YOUR TASK: Output every record word for word.

__________________________________________________

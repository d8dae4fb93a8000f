//! Per-certificate evaluation
//!
//! Classifies one root and its CRL into zero or more findings. A CRL date
//! that cannot be parsed is not a finding: it aborts the whole run.

use crate::status::Status;
use crate::store::TrustStore;
use crlwatch_crypto::{crl_file_name, CertificateRecord, CryptoError};
use thiserror::Error;
use tracing::{debug, info};

#[derive(Debug, Clone, PartialEq, Eq)]
pub enum ProblemKind {
    RootExpired,
    CrlMissing { crl_file: String },
    CrlNotYetValid { last_update: String },
    CrlExpired { next_update: String },
}

/// One integrity problem found for a certificate
#[derive(Debug, Clone, PartialEq, Eq)]
pub struct Finding {
    pub file_name: String,
    pub subject: String,
    pub kind: ProblemKind,
    pub severity: Status,
}

impl Finding {
    fn new(cert: &CertificateRecord, kind: ProblemKind, severity: Status) -> Self {
        Self {
            file_name: cert.file_name.clone(),
            subject: cert.subject.clone(),
            kind,
            severity,
        }
    }

    /// Report line for this finding
    pub fn detail(&self) -> String {
        let target = format!("{} {}", self.file_name, self.subject);
        match &self.kind {
            ProblemKind::RootExpired => format!("Root certificate expired for: {target}."),
            ProblemKind::CrlMissing { crl_file } => {
                format!("CRL file {crl_file} not found for: {target}.")
            }
            ProblemKind::CrlNotYetValid { last_update } => {
                format!("CRL not yet valid for: {target} ({last_update}).")
            }
            ProblemKind::CrlExpired { next_update } => {
                format!("CRL expired for: {target} ({next_update}).")
            }
        }
    }
}

/// Conditions that make the whole run UNKNOWN
#[derive(Error, Debug)]
pub enum EvaluationError {
    #[error("Unable to read certificate {file}: {source}")]
    Certificate {
        file: String,
        #[source]
        source: CryptoError,
    },

    #[error("Unable to read CRL {crl_file} for {file}: {source}")]
    Crl {
        file: String,
        crl_file: String,
        #[source]
        source: CryptoError,
    },

    #[error("Unable to parse CRL start date for {file}: '{raw}'")]
    StartDate { file: String, raw: String },

    #[error("Unable to parse CRL end date for {file}: '{raw}'")]
    EndDate { file: String, raw: String },
}

pub struct Evaluator<'a, S: TrustStore> {
    store: &'a S,
    crl_suffix: &'a str,
    severity: Status,
}

impl<'a, S: TrustStore> Evaluator<'a, S> {
    pub const fn new(store: &'a S, crl_suffix: &'a str, warn_only: bool) -> Self {
        Self {
            store,
            crl_suffix,
            severity: Status::for_finding(warn_only),
        }
    }

    /// Evaluate one certificate file against `now` (Unix seconds).
    ///
    /// All checks run; findings are not mutually exclusive. A missing CRL
    /// skips the date checks, since there are no dates to read.
    pub fn evaluate(&self, file_name: &str, now: i64) -> Result<Vec<Finding>, EvaluationError> {
        let cert = self
            .store
            .load_certificate(file_name)
            .map_err(|source| EvaluationError::Certificate {
                file: file_name.to_string(),
                source,
            })?;
        debug!(
            file = file_name,
            subject = %cert.subject,
            hash = %cert.hash,
            not_after = %cert.not_after_raw,
            "Evaluating certificate"
        );

        let mut findings = Vec::new();

        if cert.is_expired(now) {
            findings.push(Finding::new(&cert, ProblemKind::RootExpired, self.severity));
        }

        let crl_file = crl_file_name(&cert.hash, self.crl_suffix);
        let crl = self
            .store
            .load_crl(&crl_file)
            .map_err(|source| EvaluationError::Crl {
                file: file_name.to_string(),
                crl_file: crl_file.clone(),
                source,
            })?;

        let Some(crl) = crl else {
            findings.push(Finding::new(
                &cert,
                ProblemKind::CrlMissing { crl_file },
                self.severity,
            ));
            log_findings(&findings);
            return Ok(findings);
        };

        let last_update = crl.last_update().map_err(|e| EvaluationError::StartDate {
            file: file_name.to_string(),
            raw: e.raw,
        })?;
        let next_update = crl.next_update().map_err(|e| EvaluationError::EndDate {
            file: file_name.to_string(),
            raw: e.raw,
        })?;
        debug!(
            file = file_name,
            crl = %crl_file,
            last_update = %crl.last_update_raw,
            next_update = %crl.next_update_raw,
            "CRL validity window"
        );

        if last_update > now {
            findings.push(Finding::new(
                &cert,
                ProblemKind::CrlNotYetValid {
                    last_update: crl.last_update_raw.clone(),
                },
                self.severity,
            ));
        }
        if next_update < now {
            findings.push(Finding::new(
                &cert,
                ProblemKind::CrlExpired {
                    next_update: crl.next_update_raw.clone(),
                },
                self.severity,
            ));
        }

        log_findings(&findings);
        Ok(findings)
    }
}

fn log_findings(findings: &[Finding]) {
    for finding in findings {
        info!(severity = %finding.severity, "{}", finding.detail());
    }
}
//! One run of the check over a trust store

use crate::evaluator::Evaluator;
use crate::report::RunSummary;
use crate::status::Status;
use crate::store::TrustStore;
use crlwatch_config::{CheckConfig, FileFilter};
use std::fmt;
use tracing::{debug, error, info};

/// Final status and the single line reported for it
#[derive(Debug, Clone, PartialEq, Eq)]
pub struct CheckOutcome {
    pub status: Status,
    pub message: String,
}

impl CheckOutcome {
    /// Multi-line reasons are collapsed onto the one status line
    pub fn unknown(check_name: &str, reason: impl fmt::Display) -> Self {
        let reason = reason.to_string();
        let reason = reason
            .lines()
            .map(str::trim)
            .filter(|line| !line.is_empty())
            .collect::<Vec<_>>()
            .join(" ");
        Self {
            status: Status::Unknown,
            message: format!("{check_name} {} - {reason}", Status::Unknown),
        }
    }
}

/// Evaluate every selected certificate in `store` against `now`.
///
/// The first unreadable certificate or unparsable CRL date aborts the run
/// as UNKNOWN; findings gathered up to that point are dropped.
pub fn run_check<S: TrustStore>(
    store: &S,
    config: &CheckConfig,
    filter: &FileFilter,
    now: i64,
) -> CheckOutcome {
    let candidates = match store.candidates() {
        Ok(candidates) => candidates,
        Err(e) => {
            error!(error = %e, "Failed to list trust directory");
            return CheckOutcome::unknown(
                &config.check_name,
                format!("Unable to list certificates: {e}"),
            );
        }
    };

    let evaluator = Evaluator::new(store, &config.crl_suffix, config.warn_only);
    let mut summary = RunSummary::new(candidates.len(), config.filter_description());

    for file_name in &candidates {
        if !filter.should_check(file_name) {
            debug!(file = %file_name, "Skipped by filter");
            continue;
        }

        match evaluator.evaluate(file_name, now) {
            Ok(findings) => summary.record(findings),
            Err(e) => {
                error!(file = %file_name, error = %e, "Aborting check");
                return CheckOutcome::unknown(&config.check_name, e);
            }
        }
    }

    info!(
        checked = summary.checked,
        total = summary.total,
        status = %summary.status(),
        "Check complete"
    );

    CheckOutcome {
        status: summary.status(),
        message: summary.render(&config.check_name, config.separator),
    }
}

__________________________________________________

OUTPUT BELOW:
repository d8dae4fb93a8000f
//! Per-certificate evaluation
//!
//! Classifies one root and its CRL into zero or more findings. A CRL date
//! that cannot be parsed is not a finding: it aborts the whole run.

use crate::status::Status;
use crate::store::TrustStore;
use crlwatch_crypto::{crl_file_name, CertificateRecord, CryptoError};
use thiserror::Error;
use tracing::{debug, info};

#[derive(Debug, Clone, PartialEq, Eq)]
pub enum ProblemKind {
    RootExpired,
    CrlMissing { crl_file: String },
    CrlNotYetValid { last_update: String },
    CrlExpired { next_update: String },
}

/// One integrity problem found for a certificate
#[derive(Debug, Clone, PartialEq, Eq)]
pub struct Finding {
    pub file_name: String,
    pub subject: String,
    pub kind: ProblemKind,
    pub severity: Status,
}

impl Finding {
    fn new(cert: &CertificateRecord, kind: ProblemKind, severity: Status) -> Self {
        Self {
            file_name: cert.file_name.clone(),
            subject: cert.subject.clone(),
            kind,
            severity,
        }
    }

    /// Report line for this finding
    pub fn detail(&self) -> String {
        let target = format!("{} {}", self.file_name, self.subject);
        match &self.kind {
            ProblemKind::RootExpired => format!("Root certificate expired for: {target}."),
            ProblemKind::CrlMissing { crl_file } => {
                format!("CRL file {crl_file} not found for: {target}.")
            }
            ProblemKind::CrlNotYetValid { last_update } => {
                format!("CRL not yet valid for: {target} ({last_update}).")
            }
            ProblemKind::CrlExpired { next_update } => {
                format!("CRL expired for: {target} ({next_update}).")
            }
        }
    }
}

/// Conditions that make the whole run UNKNOWN
#[derive(Error, Debug)]
pub enum EvaluationError {
    #[error("Unable to read certificate {file}: {source}")]
    Certificate {
        file: String,
        #[source]
        source: CryptoError,
    },

    #[error("Unable to read CRL {crl_file} for {file}: {source}")]
    Crl {
        file: String,
        crl_file: String,
        #[source]
        source: CryptoError,
    },

    #[error("Unable to parse CRL start date for {file}: '{raw}'")]
    StartDate { file: String, raw: String },

    #[error("Unable to parse CRL end date for {file}: '{raw}'")]
    EndDate { file: String, raw: String },
}

pub struct Evaluator<'a, S: TrustStore> {
    store: &'a S,
    crl_suffix: &'a str,
    severity: Status,
}

impl<'a, S: TrustStore> Evaluator<'a, S> {
    pub const fn new(store: &'a S, crl_suffix: &'a str, warn_only: bool) -> Self {
        Self {
            store,
            crl_suffix,
            severity: Status::for_finding(warn_only),
        }
    }

    /// Evaluate one certificate file against `now` (Unix seconds).
    ///
    /// All checks run; findings are not mutually exclusive. A missing CRL
    /// skips the date checks, since there are no dates to read.
    pub fn evaluate(&self, file_name: &str, now: i64) -> Result<Vec<Finding>, EvaluationError> {
        let cert = self
            .store
            .load_certificate(file_name)
            .map_err(|source| EvaluationError::Certificate {
                file: file_name.to_string(),
                source,
            })?;
        debug!(
            file = file_name,
            subject = %cert.subject,
            hash = %cert.hash,
            not_after = %cert.not_after_raw,
            "Evaluating certificate"
        );

        let mut findings = Vec::new();

        if cert.is_expired(now) {
            findings.push(Finding::new(&cert, ProblemKind::RootExpired, self.severity));
        }

        let crl_file = crl_file_name(&cert.hash, self.crl_suffix);
        let crl = self
            .store
            .load_crl(&crl_file)
            .map_err(|source| EvaluationError::Crl {
                file: file_name.to_string(),
                crl_file: crl_file.clone(),
                source,
            })?;

        let Some(crl) = crl else {
            findings.push(Finding::new(
                &cert,
                ProblemKind::CrlMissing { crl_file },
                self.severity,
            ));
            log_findings(&findings);
            return Ok(findings);
        };

        let last_update = crl.last_update().map_err(|e| EvaluationError::StartDate {
            file: file_name.to_string(),
            raw: e.raw,
        })?;
        let next_update = crl.next_update().map_err(|e| EvaluationError::EndDate {
            file: file_name.to_string(),
            raw: e.raw,
        })?;
        debug!(
            file = file_name,
            crl = %crl_file,
            last_update = %crl.last_update_raw,
            next_update = %crl.next_update_raw,
            "CRL validity window"
        );

        if last_update > now {
            findings.push(Finding::new(
                &cert,
                ProblemKind::CrlNotYetValid {
                    last_update: crl.last_update_raw.clone(),
                },
                self.severity,
            ));
        }
        if next_update < now {
            findings.push(Finding::new(
                &cert,
                ProblemKind::CrlExpired {
                    next_update: crl.next_update_raw.clone(),
                },
                self.severity,
            ));
        }

        log_findings(&findings);
        Ok(findings)
    }
}

fn log_findings(findings: &[Finding]) {
    for finding in findings {
        info!(severity = %finding.severity, "{}", finding.detail());
    }
}
//! One run of the check over a trust store

use crate::evaluator::Evaluator;
use crate::report::RunSummary;
use crate::status::Status;
use crate::store::TrustStore;
use crlwatch_config::{CheckConfig, FileFilter};
use std::fmt;
use tracing::{debug, error, info};

/// Final status and the single line reported for it
#[derive(Debug, Clone, PartialEq, Eq)]
pub struct CheckOutcome {
    pub status: Status,
    pub message: String,
}

impl CheckOutcome {
    /// Multi-line reasons are collapsed onto the one status line
    pub fn unknown(check_name: &str, reason: impl fmt::Display) -> Self {
        let reason = reason.to_string();
        let reason = reason
            .lines()
            .map(str::trim)
            .filter(|line| !line.is_empty())
            .collect::<Vec<_>>()
            .join(" ");
        Self {
            status: Status::Unknown,
            message: format!("{check_name} {} - {reason}", Status::Unknown),
        }
    }
}

/// Evaluate every selected certificate in `store` against `now`.
///
/// The first unreadable certificate or unparsable CRL date aborts the run
/// as UNKNOWN; findings gathered up to that point are dropped.
pub fn run_check<S: TrustStore>(
    store: &S,
    config: &CheckConfig,
    filter: &FileFilter,
    now: i64,
) -> CheckOutcome {
    let candidates = match store.candidates() {
        Ok(candidates) => candidates,
        Err(e) => {
            error!(error = %e, "Failed to list trust directory");
            return CheckOutcome::unknown(
                &config.check_name,
                format!("Unable to list certificates: {e}"),
            );
        }
    };

    let evaluator = Evaluator::new(store, &config.crl_suffix, config.warn_only);
    let mut summary = RunSummary::new(candidates.len(), config.filter_description());

    for file_name in &candidates {
        if !filter.should_check(file_name) {
            debug!(file = %file_name, "Skipped by filter");
            continue;
        }

        match evaluator.evaluate(file_name, now) {
            Ok(findings) => summary.record(findings),
            Err(e) => {
                error!(file = %file_name, error = %e, "Aborting check");
                return CheckOutcome::unknown(&config.check_name, e);
            }
        }
    }

    info!(
        checked = summary.checked,
        total = summary.total,
        status = %summary.status(),
        "Check complete"
    );

    CheckOutcome {
        status: summary.status(),
        message: summary.render(&config.check_name, config.separator),
    }
}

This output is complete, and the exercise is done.